[[ DATA TO EXAMINE, beginning ]]

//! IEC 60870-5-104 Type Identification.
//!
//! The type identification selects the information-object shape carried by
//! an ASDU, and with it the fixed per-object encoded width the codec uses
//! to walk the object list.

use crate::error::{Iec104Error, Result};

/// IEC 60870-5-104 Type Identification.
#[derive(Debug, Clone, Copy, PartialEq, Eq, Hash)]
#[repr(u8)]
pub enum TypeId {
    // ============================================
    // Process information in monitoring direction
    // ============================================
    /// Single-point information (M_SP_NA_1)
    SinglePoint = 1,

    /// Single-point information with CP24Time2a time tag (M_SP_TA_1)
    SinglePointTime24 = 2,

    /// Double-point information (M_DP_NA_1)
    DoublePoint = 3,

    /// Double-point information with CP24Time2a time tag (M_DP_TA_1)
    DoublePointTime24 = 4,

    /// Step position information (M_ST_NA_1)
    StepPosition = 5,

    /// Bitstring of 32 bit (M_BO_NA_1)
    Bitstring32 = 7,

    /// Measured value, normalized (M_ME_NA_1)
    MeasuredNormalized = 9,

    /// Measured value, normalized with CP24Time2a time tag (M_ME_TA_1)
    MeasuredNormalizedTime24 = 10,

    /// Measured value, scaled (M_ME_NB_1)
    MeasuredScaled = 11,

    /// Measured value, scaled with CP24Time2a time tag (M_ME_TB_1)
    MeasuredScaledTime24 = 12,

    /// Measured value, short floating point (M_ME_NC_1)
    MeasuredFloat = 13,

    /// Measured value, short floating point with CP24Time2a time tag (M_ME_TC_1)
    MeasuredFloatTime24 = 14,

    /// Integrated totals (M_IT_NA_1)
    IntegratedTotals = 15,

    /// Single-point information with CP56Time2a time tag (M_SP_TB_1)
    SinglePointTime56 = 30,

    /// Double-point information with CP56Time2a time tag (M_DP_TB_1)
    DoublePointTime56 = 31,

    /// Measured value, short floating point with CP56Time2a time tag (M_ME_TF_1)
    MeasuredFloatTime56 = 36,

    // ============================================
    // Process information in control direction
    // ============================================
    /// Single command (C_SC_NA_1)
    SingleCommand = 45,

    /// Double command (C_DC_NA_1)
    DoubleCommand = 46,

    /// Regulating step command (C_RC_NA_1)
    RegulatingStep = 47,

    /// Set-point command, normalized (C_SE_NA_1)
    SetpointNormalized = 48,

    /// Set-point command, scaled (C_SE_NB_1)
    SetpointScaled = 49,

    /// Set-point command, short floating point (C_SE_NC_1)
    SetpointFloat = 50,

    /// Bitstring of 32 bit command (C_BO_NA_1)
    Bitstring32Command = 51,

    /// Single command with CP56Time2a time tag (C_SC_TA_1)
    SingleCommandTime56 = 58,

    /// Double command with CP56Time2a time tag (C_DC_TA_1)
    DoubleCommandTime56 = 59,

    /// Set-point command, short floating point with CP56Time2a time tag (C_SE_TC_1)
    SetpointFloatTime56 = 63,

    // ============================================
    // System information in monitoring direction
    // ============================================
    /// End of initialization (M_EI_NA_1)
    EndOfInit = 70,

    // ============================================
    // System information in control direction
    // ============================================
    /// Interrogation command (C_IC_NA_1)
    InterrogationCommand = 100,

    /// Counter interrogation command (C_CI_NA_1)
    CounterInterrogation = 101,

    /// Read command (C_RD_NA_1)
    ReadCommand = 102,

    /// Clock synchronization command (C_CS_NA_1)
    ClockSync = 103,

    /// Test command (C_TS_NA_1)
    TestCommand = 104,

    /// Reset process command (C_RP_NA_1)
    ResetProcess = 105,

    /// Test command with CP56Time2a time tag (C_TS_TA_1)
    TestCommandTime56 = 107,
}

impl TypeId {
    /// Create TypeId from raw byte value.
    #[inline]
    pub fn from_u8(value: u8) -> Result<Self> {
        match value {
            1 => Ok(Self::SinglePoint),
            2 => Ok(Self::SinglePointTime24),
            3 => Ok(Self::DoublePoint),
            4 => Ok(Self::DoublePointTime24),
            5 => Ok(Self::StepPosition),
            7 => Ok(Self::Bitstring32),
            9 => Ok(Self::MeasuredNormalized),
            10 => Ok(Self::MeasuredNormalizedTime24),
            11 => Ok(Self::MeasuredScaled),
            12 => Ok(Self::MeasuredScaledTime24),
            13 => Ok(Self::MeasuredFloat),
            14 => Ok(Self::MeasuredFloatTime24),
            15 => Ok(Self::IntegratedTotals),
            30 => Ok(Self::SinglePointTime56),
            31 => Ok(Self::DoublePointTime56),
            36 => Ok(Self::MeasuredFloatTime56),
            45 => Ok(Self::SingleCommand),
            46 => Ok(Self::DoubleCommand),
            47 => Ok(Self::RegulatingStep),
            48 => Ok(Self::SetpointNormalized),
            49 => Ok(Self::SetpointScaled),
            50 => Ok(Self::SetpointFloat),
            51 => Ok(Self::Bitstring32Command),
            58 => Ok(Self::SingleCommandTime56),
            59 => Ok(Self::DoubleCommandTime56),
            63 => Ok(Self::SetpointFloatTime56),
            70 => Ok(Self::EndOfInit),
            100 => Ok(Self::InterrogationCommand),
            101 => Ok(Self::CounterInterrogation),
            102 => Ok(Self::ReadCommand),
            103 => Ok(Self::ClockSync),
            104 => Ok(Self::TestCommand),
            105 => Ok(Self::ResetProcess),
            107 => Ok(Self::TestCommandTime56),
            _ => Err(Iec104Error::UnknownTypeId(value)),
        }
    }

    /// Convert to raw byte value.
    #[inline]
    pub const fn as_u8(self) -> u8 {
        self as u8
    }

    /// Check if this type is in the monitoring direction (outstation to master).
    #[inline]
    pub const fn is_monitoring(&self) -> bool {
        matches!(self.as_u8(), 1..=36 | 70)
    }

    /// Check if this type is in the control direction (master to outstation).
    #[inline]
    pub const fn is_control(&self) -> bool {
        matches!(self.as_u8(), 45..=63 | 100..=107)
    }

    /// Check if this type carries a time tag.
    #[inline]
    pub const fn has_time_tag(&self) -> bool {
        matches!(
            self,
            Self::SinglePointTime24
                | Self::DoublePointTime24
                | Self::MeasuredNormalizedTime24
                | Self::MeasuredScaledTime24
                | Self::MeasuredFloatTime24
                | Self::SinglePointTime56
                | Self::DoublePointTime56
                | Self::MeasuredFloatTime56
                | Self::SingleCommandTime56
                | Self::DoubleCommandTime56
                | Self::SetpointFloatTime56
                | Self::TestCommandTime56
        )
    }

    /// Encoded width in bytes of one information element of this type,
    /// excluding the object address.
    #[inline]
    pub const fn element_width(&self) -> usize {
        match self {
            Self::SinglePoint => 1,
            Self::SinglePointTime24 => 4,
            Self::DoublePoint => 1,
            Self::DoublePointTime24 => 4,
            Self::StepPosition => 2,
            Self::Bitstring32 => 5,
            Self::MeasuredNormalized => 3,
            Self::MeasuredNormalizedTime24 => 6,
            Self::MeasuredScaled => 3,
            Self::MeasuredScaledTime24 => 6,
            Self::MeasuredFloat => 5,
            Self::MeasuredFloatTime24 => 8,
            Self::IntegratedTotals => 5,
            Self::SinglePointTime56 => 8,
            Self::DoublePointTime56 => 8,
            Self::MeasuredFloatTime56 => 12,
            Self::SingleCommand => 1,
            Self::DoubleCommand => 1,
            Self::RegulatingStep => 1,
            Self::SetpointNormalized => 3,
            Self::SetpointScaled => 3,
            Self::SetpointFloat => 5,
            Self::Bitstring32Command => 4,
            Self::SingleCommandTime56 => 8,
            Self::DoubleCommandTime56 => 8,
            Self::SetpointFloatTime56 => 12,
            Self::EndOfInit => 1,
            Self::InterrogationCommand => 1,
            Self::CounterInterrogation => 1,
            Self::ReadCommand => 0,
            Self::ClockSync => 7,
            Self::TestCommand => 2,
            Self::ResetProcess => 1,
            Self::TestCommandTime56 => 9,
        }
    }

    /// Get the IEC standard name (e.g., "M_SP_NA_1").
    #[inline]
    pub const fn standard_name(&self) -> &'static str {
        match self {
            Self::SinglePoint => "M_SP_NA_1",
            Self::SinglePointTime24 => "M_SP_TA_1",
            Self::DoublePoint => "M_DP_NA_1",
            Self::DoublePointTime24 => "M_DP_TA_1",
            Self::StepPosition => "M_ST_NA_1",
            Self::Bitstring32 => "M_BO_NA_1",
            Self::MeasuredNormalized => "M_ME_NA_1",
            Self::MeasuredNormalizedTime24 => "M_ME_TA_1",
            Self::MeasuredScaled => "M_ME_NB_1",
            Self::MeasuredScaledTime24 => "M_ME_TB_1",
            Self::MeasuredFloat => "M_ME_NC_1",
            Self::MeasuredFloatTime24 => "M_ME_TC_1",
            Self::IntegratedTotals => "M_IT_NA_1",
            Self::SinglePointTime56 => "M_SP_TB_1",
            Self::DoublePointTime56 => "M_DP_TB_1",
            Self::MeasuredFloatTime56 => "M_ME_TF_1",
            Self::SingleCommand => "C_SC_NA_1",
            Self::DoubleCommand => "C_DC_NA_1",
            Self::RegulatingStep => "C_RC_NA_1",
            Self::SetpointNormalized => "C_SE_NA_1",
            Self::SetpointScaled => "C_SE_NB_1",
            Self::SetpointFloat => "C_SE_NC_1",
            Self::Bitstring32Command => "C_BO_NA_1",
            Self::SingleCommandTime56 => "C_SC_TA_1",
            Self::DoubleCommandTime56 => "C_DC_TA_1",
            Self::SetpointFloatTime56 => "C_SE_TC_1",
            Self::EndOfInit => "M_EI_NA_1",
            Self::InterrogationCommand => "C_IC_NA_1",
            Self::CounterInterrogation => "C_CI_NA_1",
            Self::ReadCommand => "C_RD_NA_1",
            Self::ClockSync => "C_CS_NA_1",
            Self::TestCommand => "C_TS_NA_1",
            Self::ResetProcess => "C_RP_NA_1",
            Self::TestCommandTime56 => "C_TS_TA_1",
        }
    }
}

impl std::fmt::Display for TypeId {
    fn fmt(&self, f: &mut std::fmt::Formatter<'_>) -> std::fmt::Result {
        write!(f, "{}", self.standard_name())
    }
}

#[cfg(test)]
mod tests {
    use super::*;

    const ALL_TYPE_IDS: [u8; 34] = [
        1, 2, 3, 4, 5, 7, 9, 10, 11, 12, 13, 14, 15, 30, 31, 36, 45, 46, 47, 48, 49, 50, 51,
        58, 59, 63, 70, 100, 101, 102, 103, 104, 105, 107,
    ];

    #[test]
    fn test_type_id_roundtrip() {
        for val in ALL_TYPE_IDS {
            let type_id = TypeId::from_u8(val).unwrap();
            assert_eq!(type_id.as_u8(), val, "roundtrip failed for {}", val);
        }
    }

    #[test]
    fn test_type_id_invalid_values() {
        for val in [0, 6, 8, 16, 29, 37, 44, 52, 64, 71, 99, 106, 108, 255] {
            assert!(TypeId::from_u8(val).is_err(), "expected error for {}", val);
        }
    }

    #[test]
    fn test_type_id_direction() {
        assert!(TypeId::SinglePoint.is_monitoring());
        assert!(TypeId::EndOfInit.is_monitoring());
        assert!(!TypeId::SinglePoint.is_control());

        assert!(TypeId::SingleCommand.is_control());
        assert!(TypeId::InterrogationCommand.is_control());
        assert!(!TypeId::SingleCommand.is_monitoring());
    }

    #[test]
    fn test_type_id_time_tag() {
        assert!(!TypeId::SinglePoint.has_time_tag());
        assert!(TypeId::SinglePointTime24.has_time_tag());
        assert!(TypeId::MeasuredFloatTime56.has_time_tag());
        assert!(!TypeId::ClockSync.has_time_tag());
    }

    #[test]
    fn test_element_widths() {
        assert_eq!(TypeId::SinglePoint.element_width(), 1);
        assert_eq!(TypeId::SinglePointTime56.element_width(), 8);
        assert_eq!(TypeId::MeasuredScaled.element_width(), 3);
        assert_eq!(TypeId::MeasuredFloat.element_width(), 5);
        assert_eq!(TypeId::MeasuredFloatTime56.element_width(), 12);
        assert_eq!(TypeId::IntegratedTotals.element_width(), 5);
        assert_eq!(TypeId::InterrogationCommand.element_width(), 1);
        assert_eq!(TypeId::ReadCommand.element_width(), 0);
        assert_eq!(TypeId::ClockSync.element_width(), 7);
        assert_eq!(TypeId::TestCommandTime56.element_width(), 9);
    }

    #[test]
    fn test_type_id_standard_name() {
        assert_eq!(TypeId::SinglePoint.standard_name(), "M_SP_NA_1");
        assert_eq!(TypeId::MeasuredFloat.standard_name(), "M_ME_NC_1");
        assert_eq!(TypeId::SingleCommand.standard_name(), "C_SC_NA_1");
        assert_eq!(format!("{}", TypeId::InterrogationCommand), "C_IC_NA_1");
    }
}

[[ DATA TO EXAMINE, end ]]
[[ DATA TO EXAMINE, beginning ]]

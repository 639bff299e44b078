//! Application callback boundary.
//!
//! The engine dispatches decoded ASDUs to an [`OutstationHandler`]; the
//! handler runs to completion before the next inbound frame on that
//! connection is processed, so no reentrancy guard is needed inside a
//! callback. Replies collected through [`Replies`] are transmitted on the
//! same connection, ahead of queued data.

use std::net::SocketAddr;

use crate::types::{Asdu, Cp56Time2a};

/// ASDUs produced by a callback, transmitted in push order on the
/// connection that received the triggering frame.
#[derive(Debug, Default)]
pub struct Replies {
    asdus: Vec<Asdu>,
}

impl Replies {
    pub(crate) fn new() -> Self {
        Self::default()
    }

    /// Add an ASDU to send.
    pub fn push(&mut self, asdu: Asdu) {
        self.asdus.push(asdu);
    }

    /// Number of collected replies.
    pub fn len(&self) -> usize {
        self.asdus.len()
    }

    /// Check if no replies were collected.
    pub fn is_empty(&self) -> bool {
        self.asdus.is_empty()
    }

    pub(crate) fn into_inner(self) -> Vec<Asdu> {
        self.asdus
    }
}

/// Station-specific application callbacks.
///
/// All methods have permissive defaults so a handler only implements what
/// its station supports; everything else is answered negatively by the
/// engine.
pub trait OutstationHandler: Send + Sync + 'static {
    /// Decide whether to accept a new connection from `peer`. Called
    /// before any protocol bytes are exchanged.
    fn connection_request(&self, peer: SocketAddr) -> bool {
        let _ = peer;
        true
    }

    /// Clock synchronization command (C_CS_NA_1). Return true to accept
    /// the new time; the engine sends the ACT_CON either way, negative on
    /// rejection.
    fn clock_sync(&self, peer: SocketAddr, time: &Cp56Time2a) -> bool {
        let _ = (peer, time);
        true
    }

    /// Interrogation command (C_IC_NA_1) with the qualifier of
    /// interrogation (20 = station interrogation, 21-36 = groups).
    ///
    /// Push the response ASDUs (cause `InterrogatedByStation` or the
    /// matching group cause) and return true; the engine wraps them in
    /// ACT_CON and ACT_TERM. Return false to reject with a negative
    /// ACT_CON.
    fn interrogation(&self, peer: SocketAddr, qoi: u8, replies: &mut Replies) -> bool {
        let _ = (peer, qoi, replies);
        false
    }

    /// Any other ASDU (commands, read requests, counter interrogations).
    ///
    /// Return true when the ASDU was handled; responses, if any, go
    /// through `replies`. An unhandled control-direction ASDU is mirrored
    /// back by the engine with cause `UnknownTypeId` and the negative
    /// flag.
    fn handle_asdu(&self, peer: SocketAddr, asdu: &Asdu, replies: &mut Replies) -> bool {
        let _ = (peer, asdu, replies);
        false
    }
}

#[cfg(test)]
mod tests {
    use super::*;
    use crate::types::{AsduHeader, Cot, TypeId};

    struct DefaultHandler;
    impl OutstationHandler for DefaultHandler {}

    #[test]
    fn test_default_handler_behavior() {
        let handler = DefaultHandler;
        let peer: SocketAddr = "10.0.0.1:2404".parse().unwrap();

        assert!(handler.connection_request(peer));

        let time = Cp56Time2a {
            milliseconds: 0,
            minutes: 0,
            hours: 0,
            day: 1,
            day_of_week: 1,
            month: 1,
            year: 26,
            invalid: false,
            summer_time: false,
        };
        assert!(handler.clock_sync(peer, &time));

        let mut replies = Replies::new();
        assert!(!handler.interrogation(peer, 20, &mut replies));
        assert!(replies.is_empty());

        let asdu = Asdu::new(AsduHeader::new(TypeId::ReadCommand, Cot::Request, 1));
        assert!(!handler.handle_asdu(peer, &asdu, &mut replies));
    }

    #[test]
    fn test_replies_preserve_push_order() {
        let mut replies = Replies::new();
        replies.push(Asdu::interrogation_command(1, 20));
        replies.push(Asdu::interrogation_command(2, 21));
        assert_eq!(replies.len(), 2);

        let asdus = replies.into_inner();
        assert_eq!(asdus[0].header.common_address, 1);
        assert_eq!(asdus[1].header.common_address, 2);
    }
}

[[ DATA TO EXAMINE, end ]]

ACTIVITY: Report every line of the data above that contains the string "ResetProcess" by copying it in full.

EXPECTED ANSWER:
    ResetProcess = 105,
            105 => Ok(Self::ResetProcess),
            Self::ResetProcess => 1,
            Self::ResetProcess => "C_RP_NA_1",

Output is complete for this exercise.